Younger patients who present with this condition tend to have had a traumatic event. Older folks are the most common demographic with this diagnosis, which is typically due to wear and tear.
The reasons why this condition is hard to manage are threefold.
• The condition is often associated with a high arch/curved foot type (pes cavus with metatatarsus adductus).
• It typically affects geriatric patients.
• It can be a challenge to get these patients to wear supportive lace-up shoes because of the pain caused by the dorsal bony prominence.
I am sure our treatment protocols are similar. I may recommend using doughnut pads and/or alternating the lacing pattern on the shoe to avoid the bump, using non-steroidal anti-inflammatory drugs (NSAIDs) or occasional cortisone injections. I may suggest orthotic devices to reduce arch sag and strain on the tarsometatarsal joints and may recommend surgery as a last resort.
Orthotics are a tough sell. Patients are already reluctant to wear a closed-in shoe because of pressure on the dorsal lump. Orthotics are going to raise the foot in the shoe and result in a tighter fit.
Many of the geriatric patients cannot tolerate NSAIDs or are already taking them for other arthritic conditions. Cortisone injections can reduce inflammation for a period of time but certainly cannot resolve the problem. Moreover, we can only give a limited number of injections.
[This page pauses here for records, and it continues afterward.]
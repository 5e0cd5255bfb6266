//! Emulated channel: a connected pair built from a loopback TCP rendezvous.
//!
//! Used where the kernel has no local socketpair, or on request elsewhere.
//! Bytes flow both ways like a socketpair, but there is no way to duplicate
//! a handle into the peer at the socket layer: a send that asks to carry one
//! either goes out payload-only and says so, or is refused, depending on
//! [`UnsupportedHandle`].

use std::io;
use std::net::Shutdown;

use socket2::{Domain, Protocol, SockAddr, Socket, Type};

use crate::config::{ChannelConfig, ChannelKind, UnsupportedHandle};
use crate::endpoint::{EndpointCore, EndpointState, TransferChannel};
use crate::error::{HandoffError, PairStage, Result};
use crate::handle::CarriedHandle;
use crate::transfer::{Delivery, Received, SendOptions};

/// Endpoint of a loopback pair. Carries payload bytes only.
pub struct EmulatedPayloadOnlyChannel {
    core: EndpointCore,
    unsupported_handle: UnsupportedHandle,
}

impl EmulatedPayloadOnlyChannel {
    pub(crate) fn pair(config: &ChannelConfig) -> Result<(Self, Self)> {
        let (accepted, connected) = loopback_pair(config)?;
        Ok((
            Self::from_socket(accepted, config),
            Self::from_socket(connected, config),
        ))
    }

    pub(crate) fn from_socket(socket: Socket, config: &ChannelConfig) -> Self {
        Self {
            core: EndpointCore::new(ChannelKind::Emulated, socket, config.read_capacity),
            unsupported_handle: config.unsupported_handle,
        }
    }

    pub(crate) fn core(&self) -> &EndpointCore {
        &self.core
    }
}

impl TransferChannel for EmulatedPayloadOnlyChannel {
    fn kind(&self) -> ChannelKind {
        ChannelKind::Emulated
    }

    fn read(&self, buf: &mut [u8]) -> Result<usize> {
        self.core.read(buf)
    }

    fn write_with_handle(
        &self,
        payload: &[u8],
        handle: Option<&CarriedHandle>,
        options: &SendOptions,
    ) -> Result<Delivery> {
        if handle.is_some() {
            match self.unsupported_handle {
                UnsupportedHandle::Reject => {
                    return Err(HandoffError::HandleTransferUnsupported {
                        kind: ChannelKind::Emulated,
                    });
                }
                UnsupportedHandle::SendPayloadOnly => {
                    tracing::warn!(
                        bytes = payload.len(),
                        "emulated channel cannot carry handles; sending payload only"
                    );
                }
            }
        }
        self.core.write_payload(payload, options.flags)
    }

    fn recv_with_handle(&self) -> Result<Received> {
        let payload = self.core.recv_payload()?;
        Ok(Received {
            payload,
            handle: None,
        })
    }

    fn shutdown(&self, how: Shutdown) -> Result<()> {
        self.core.shutdown(how)
    }

    fn close(&self) -> Result<()> {
        self.core.close()
    }

    fn state(&self) -> EndpointState {
        self.core.state()
    }
}

fn pair_error(stage: PairStage) -> impl FnOnce(io::Error) -> HandoffError {
    move |source| HandoffError::pair(ChannelKind::Emulated, stage, source)
}

fn stream_socket(domain: Domain) -> Result<Socket> {
    Socket::new(domain, Type::STREAM, Some(Protocol::TCP)).map_err(pair_error(PairStage::Socket))
}

/// Build a connected `(accepted, connecting)` pair over loopback.
///
/// Each step owns what it opened, so an early return drops (and closes)
/// every socket created so far.
pub(crate) fn loopback_pair(config: &ChannelConfig) -> Result<(Socket, Socket)> {
    let bootstrap = config.bootstrap_addr;
    if !bootstrap.ip().is_loopback() {
        return Err(pair_error(PairStage::Bind)(io::Error::new(
            io::ErrorKind::InvalidInput,
            format!("bootstrap address {bootstrap} is not a loopback address"),
        )));
    }
    let domain = Domain::for_address(bootstrap);

    let listener = stream_socket(domain)?;
    listener
        .bind(&SockAddr::from(bootstrap))
        .map_err(pair_error(PairStage::Bind))?;
    listener.listen(1).map_err(pair_error(PairStage::Listen))?;
    let listen_addr = listener
        .local_addr()
        .map_err(pair_error(PairStage::LocalAddr))?;

    let connecting = stream_socket(domain)?;
    connecting
        .connect(&listen_addr)
        .map_err(pair_error(PairStage::Connect))?;

    let (accepted, peer_addr) = listener.accept().map_err(pair_error(PairStage::Accept))?;
    drop(listener);

    // Anything else on the host could have raced into the listener first.
    let local_addr = connecting
        .local_addr()
        .map_err(pair_error(PairStage::LocalAddr))?;
    if peer_addr.as_socket() != local_addr.as_socket() {
        return Err(pair_error(PairStage::Accept)(io::Error::new(
            io::ErrorKind::InvalidData,
            "bootstrap listener accepted a connection from an unexpected peer",
        )));
    }

    if config.nodelay {
        for socket in [&accepted, &connecting] {
            socket
                .set_nodelay(true)
                .map_err(pair_error(PairStage::Configure))?;
        }
    }

    tracing::debug!(
        addr = ?listen_addr.as_socket(),
        "created emulated channel pair"
    );
    Ok((accepted, connecting))
}
//! Errors for pair creation, handle transfer and endpoint lifecycle.
//!
//! Every failure says which phase it came from (see [`Phase`]) so callers can
//! pick a platform-specific fallback. Nothing in this crate retries on its own.

use std::fmt;
use std::io;
use std::net::Shutdown;

use crate::config::ChannelKind;

/// The phase an operation failed in.
#[derive(Clone, Copy, Debug, PartialEq, Eq, Hash)]
pub enum Phase {
    /// Allocating or rendezvousing the two endpoints.
    PairCreation,
    /// Attaching or receiving a carried handle.
    Transfer,
    /// Endpoint state: closed, shut down, double close.
    Lifecycle,
    /// Plain transport I/O on an open endpoint.
    Io,
}

/// The step of pair creation that failed.
#[derive(Clone, Copy, Debug, PartialEq, Eq, Hash)]
pub enum PairStage {
    /// The requested variant cannot be built on this platform.
    Unavailable,
    /// `socketpair(2)`.
    SocketPair,
    /// Opening one of the loopback sockets.
    Socket,
    /// Binding the bootstrap listener.
    Bind,
    /// Putting the bootstrap listener into listening state.
    Listen,
    /// Reading back the listener's assigned address.
    LocalAddr,
    /// Connecting the client side to the listener.
    Connect,
    /// Accepting the inbound side.
    Accept,
    /// Socket options applied after creation.
    Configure,
}

impl PairStage {
    pub fn as_str(self) -> &'static str {
        match self {
            PairStage::Unavailable => "unavailable",
            PairStage::SocketPair => "socketpair",
            PairStage::Socket => "socket",
            PairStage::Bind => "bind",
            PairStage::Listen => "listen",
            PairStage::LocalAddr => "local_addr",
            PairStage::Connect => "connect",
            PairStage::Accept => "accept",
            PairStage::Configure => "configure",
        }
    }
}

impl fmt::Display for PairStage {
    fn fmt(&self, f: &mut fmt::Formatter<'_>) -> fmt::Result {
        f.write_str(self.as_str())
    }
}

/// Endpoint operation named in lifecycle and I/O errors.
#[derive(Clone, Copy, Debug, PartialEq, Eq, Hash)]
pub enum Operation {
    Read,
    Write,
    Recv,
    Shutdown,
    Close,
    SetOption,
    Release,
}

impl Operation {
    pub fn as_str(self) -> &'static str {
        match self {
            Operation::Read => "read",
            Operation::Write => "write",
            Operation::Recv => "recv",
            Operation::Shutdown => "shutdown",
            Operation::Close => "close",
            Operation::SetOption => "set_option",
            Operation::Release => "release",
        }
    }
}

impl fmt::Display for Operation {
    fn fmt(&self, f: &mut fmt::Formatter<'_>) -> fmt::Result {
        f.write_str(self.as_str())
    }
}

#[derive(Debug)]
pub enum HandoffError {
    /// Some step of building a channel pair failed. Everything opened before
    /// the failure has already been released.
    PairCreationFailed {
        kind: ChannelKind,
        stage: PairStage,
        source: io::Error,
    },
    /// A handle was offered on a channel that cannot carry one. Nothing was
    /// sent.
    HandleTransferUnsupported { kind: ChannelKind },
    /// The native send carrying a handle failed. The payload may or may not
    /// have reached the peer.
    TransferFailed { source: io::Error },
    /// The endpoint was closed, or the direction needed by `op` was shut down.
    EndpointClosed { op: Operation },
    /// `close` was called on an endpoint that is already closed.
    AlreadyClosed,
    /// Every direction requested by `shutdown` was already shut down.
    AlreadyShutDown { how: Shutdown },
    /// Transport I/O failure on an open endpoint.
    Io { op: Operation, source: io::Error },
}

impl HandoffError {
    pub(crate) fn pair(kind: ChannelKind, stage: PairStage, source: io::Error) -> Self {
        HandoffError::PairCreationFailed {
            kind,
            stage,
            source,
        }
    }

    pub(crate) fn io(op: Operation, source: io::Error) -> Self {
        HandoffError::Io { op, source }
    }

    pub fn phase(&self) -> Phase {
        match self {
            HandoffError::PairCreationFailed { .. } => Phase::PairCreation,
            HandoffError::HandleTransferUnsupported { .. } | HandoffError::TransferFailed { .. } => {
                Phase::Transfer
            }
            HandoffError::EndpointClosed { .. }
            | HandoffError::AlreadyClosed
            | HandoffError::AlreadyShutDown { .. } => Phase::Lifecycle,
            HandoffError::Io { .. } => Phase::Io,
        }
    }

    /// The underlying OS error, if this failure came from the transport.
    pub fn io_error(&self) -> Option<&io::Error> {
        match self {
            HandoffError::PairCreationFailed { source, .. }
            | HandoffError::TransferFailed { source }
            | HandoffError::Io { source, .. } => Some(source),
            _ => None,
        }
    }

    /// Whether the caller should switch to another hand-off strategy, e.g.
    /// having the peer open its own connection.
    pub fn needs_fallback(&self) -> bool {
        matches!(self, HandoffError::HandleTransferUnsupported { .. })
    }
}

impl fmt::Display for HandoffError {
    fn fmt(&self, f: &mut fmt::Formatter<'_>) -> fmt::Result {
        match self {
            HandoffError::PairCreationFailed {
                kind,
                stage,
                source,
            } => write!(f, "{kind} channel pair creation failed at {stage}: {source}"),
            HandoffError::HandleTransferUnsupported { kind } => {
                write!(f, "{kind} channel cannot carry connection handles")
            }
            HandoffError::TransferFailed { source } => {
                write!(f, "handle transfer failed: {source}")
            }
            HandoffError::EndpointClosed { op } => write!(f, "{op} on closed endpoint"),
            HandoffError::AlreadyClosed => f.write_str("endpoint already closed"),
            HandoffError::AlreadyShutDown { how } => {
                write!(f, "endpoint already shut down ({how:?})")
            }
            HandoffError::Io { op, source } => write!(f, "{op} failed: {source}"),
        }
    }
}

impl std::error::Error for HandoffError {
    fn source(&self) -> Option<&(dyn std::error::Error + 'static)> {
        self.io_error().map(|e| e as _)
    }
}

pub type Result<T, E = HandoffError> = std::result::Result<T, E>;
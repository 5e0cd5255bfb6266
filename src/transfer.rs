//! Message types of the handle transfer protocol.
//!
//! One message is one payload plus zero or one carried handle. Send results
//! always say whether the handle travelled ([`Delivery`]); receive results
//! hand back at most one handle ([`Received`]).

use std::fmt;
use std::ops::{BitOr, BitOrAssign};
use std::path::PathBuf;

use crate::error::HandoffError;
use crate::handle::CarriedHandle;

/// Outcome of a successful send.
#[derive(Debug, Clone, Copy, PartialEq, Eq)]
pub enum Delivery {
    /// Payload bytes were written; no handle travelled with them.
    Payload { bytes: usize },
    /// Payload bytes and exactly one handle were written.
    PayloadAndHandle { bytes: usize },
}

impl Delivery {
    pub fn handle_carried(self) -> bool {
        matches!(self, Delivery::PayloadAndHandle { .. })
    }

    /// Payload bytes written (the padding byte of an empty handle-only
    /// message counts).
    pub fn bytes(self) -> usize {
        match self {
            Delivery::Payload { bytes } | Delivery::PayloadAndHandle { bytes } => bytes,
        }
    }
}

/// Outcome of [`Endpoint::hand_off`](crate::Endpoint::hand_off).
#[derive(Debug)]
pub enum HandOff {
    /// The peer now owns a duplicate; the sender's copy has been closed.
    Carried { bytes: usize },
    /// Only the payload was sent. The handle is still the caller's.
    NotCarried { bytes: usize, handle: CarriedHandle },
}

impl HandOff {
    pub fn handle_carried(&self) -> bool {
        matches!(self, HandOff::Carried { .. })
    }
}

/// A failed [`Endpoint::hand_off`](crate::Endpoint::hand_off). Nothing was
/// given away, so the handle comes back with the error.
#[derive(Debug)]
pub struct HandOffFailed {
    pub error: HandoffError,
    pub handle: CarriedHandle,
}

impl fmt::Display for HandOffFailed {
    fn fmt(&self, f: &mut fmt::Formatter<'_>) -> fmt::Result {
        write!(f, "hand-off failed: {}", self.error)
    }
}

impl std::error::Error for HandOffFailed {
    fn source(&self) -> Option<&(dyn std::error::Error + 'static)> {
        Some(&self.error)
    }
}

impl From<HandOffFailed> for HandoffError {
    fn from(failed: HandOffFailed) -> Self {
        failed.error
    }
}

/// One received message.
#[derive(Debug, Default)]
pub struct Received {
    pub payload: Vec<u8>,
    pub handle: Option<CarriedHandle>,
}

impl Received {
    /// Zero bytes and no handle: the peer closed its write side.
    pub fn is_peer_closed(&self) -> bool {
        self.payload.is_empty() && self.handle.is_none()
    }
}

/// Flags for a single send.
#[derive(Clone, Copy, Default, PartialEq, Eq, Hash)]
pub struct SendFlags(u32);

impl SendFlags {
    pub const NONE: SendFlags = SendFlags(0);
    /// Fail with `WouldBlock` instead of blocking when the socket buffer is
    /// full.
    pub const DONT_WAIT: SendFlags = SendFlags(1);

    pub const fn bits(self) -> u32 {
        self.0
    }

    pub const fn contains(self, other: SendFlags) -> bool {
        self.0 & other.0 == other.0
    }

    #[cfg(unix)]
    pub(crate) fn to_libc(self) -> libc::c_int {
        let mut flags = 0;
        if self.contains(SendFlags::DONT_WAIT) {
            flags |= libc::MSG_DONTWAIT;
        }
        #[cfg(any(target_os = "linux", target_os = "android"))]
        {
            flags |= libc::MSG_NOSIGNAL;
        }
        flags
    }
}

impl BitOr for SendFlags {
    type Output = SendFlags;

    fn bitor(self, rhs: SendFlags) -> SendFlags {
        SendFlags(self.0 | rhs.0)
    }
}

impl BitOrAssign for SendFlags {
    fn bitor_assign(&mut self, rhs: SendFlags) {
        self.0 |= rhs.0;
    }
}

impl fmt::Debug for SendFlags {
    fn fmt(&self, f: &mut fmt::Formatter<'_>) -> fmt::Result {
        if self.contains(SendFlags::DONT_WAIT) {
            f.write_str("SendFlags(DONT_WAIT)")
        } else {
            f.write_str("SendFlags(NONE)")
        }
    }
}

/// Per-send options.
#[derive(Clone, Debug, Default)]
pub struct SendOptions {
    /// Unix socket path to address the message to. Only meaningful for
    /// address-oriented sockets: connected pairs reject it on the native path
    /// and the emulated path ignores it.
    pub destination: Option<PathBuf>,
    pub flags: SendFlags,
}

impl SendOptions {
    pub fn new() -> Self {
        Self::default()
    }

    pub fn destination(mut self, path: impl Into<PathBuf>) -> Self {
        self.destination = Some(path.into());
        self
    }

    pub fn flags(mut self, flags: SendFlags) -> Self {
        self.flags = flags;
        self
    }
}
From a surgical standpoint, the knee-jerk response is to remove the exostosis and perform a fusion of the joint or joints. In older patient, it is tricky for them to be non-weightbearing for six weeks. Arthroplasty is ideal for older patients with low activity demand. I liken it to a Keller bunionectomy of the great toe joint. I do not like the Keller procedure in active people but it is perfect for a sedentary patient.
We know the fourth and fifth tarsometatarsal joints do not fare well with fusion and that arthroplasties have been advocated for many years. In the right patient, an arthroplasty in the second and third tarsometatarsal joints may be very effective in resolving arthritis pain. The simplest thing to do is to resect just enough of the base of the metatarsal to decompress the joint. You can test this with intraoperative sagittal plane motion of the metatarsal. Once there is no rubbing of the two bones, you have resected enough bone.
The most difficult part of the joint resection is making sure you do not leave a plantar ledge, which is hard to see. If you leave a ledge, then the arthritis pain will not resolve. The use of a mini-joint distractor can be helpful to visualize the plantar aspect of the joint. You can also consider implant arthroplasty using a ceramic sphere as we do in the fourth and fifth tarsometatarsal joints. Others have tried using soft tissue xenografts and allografts to act as a spacer. The grafts can oftentimes extrude from the joint or cause a loose body reaction. I tend to avoid that technique. Keeping it simple whenever possible is best.
I have seen a fair amount of non-unions of the second and third tarsometatarsal joint fusions. Technically, this fusion seems pretty simple but these are small joints and there is very little room for error in preparation of the fusion site. We often forget about the dowel fusion. The calcaneus is a great source for autogenous bone. By performing a dowel fusion, there is inherent stability of the fusion site due to intact ligamentous tissue. Aggressive dissection is not necessary. Assuming that the alignment of the joint is acceptable, the dowel fusion can be a way to reduce your non-union rate. You can use a compression staple for fixation, which simplifies matters.
Typically, one is working in tight quarters with the neurovascular bundle in the neighborhood. Using a plate and screws in this area seems to be more complicated. With a plate and screws, there is added potential to violate intercuneiform joints and there is need for added dissection to provide more exposure.
This is yet another example of a seemingly simple clinical problem that challenges us on a daily basis.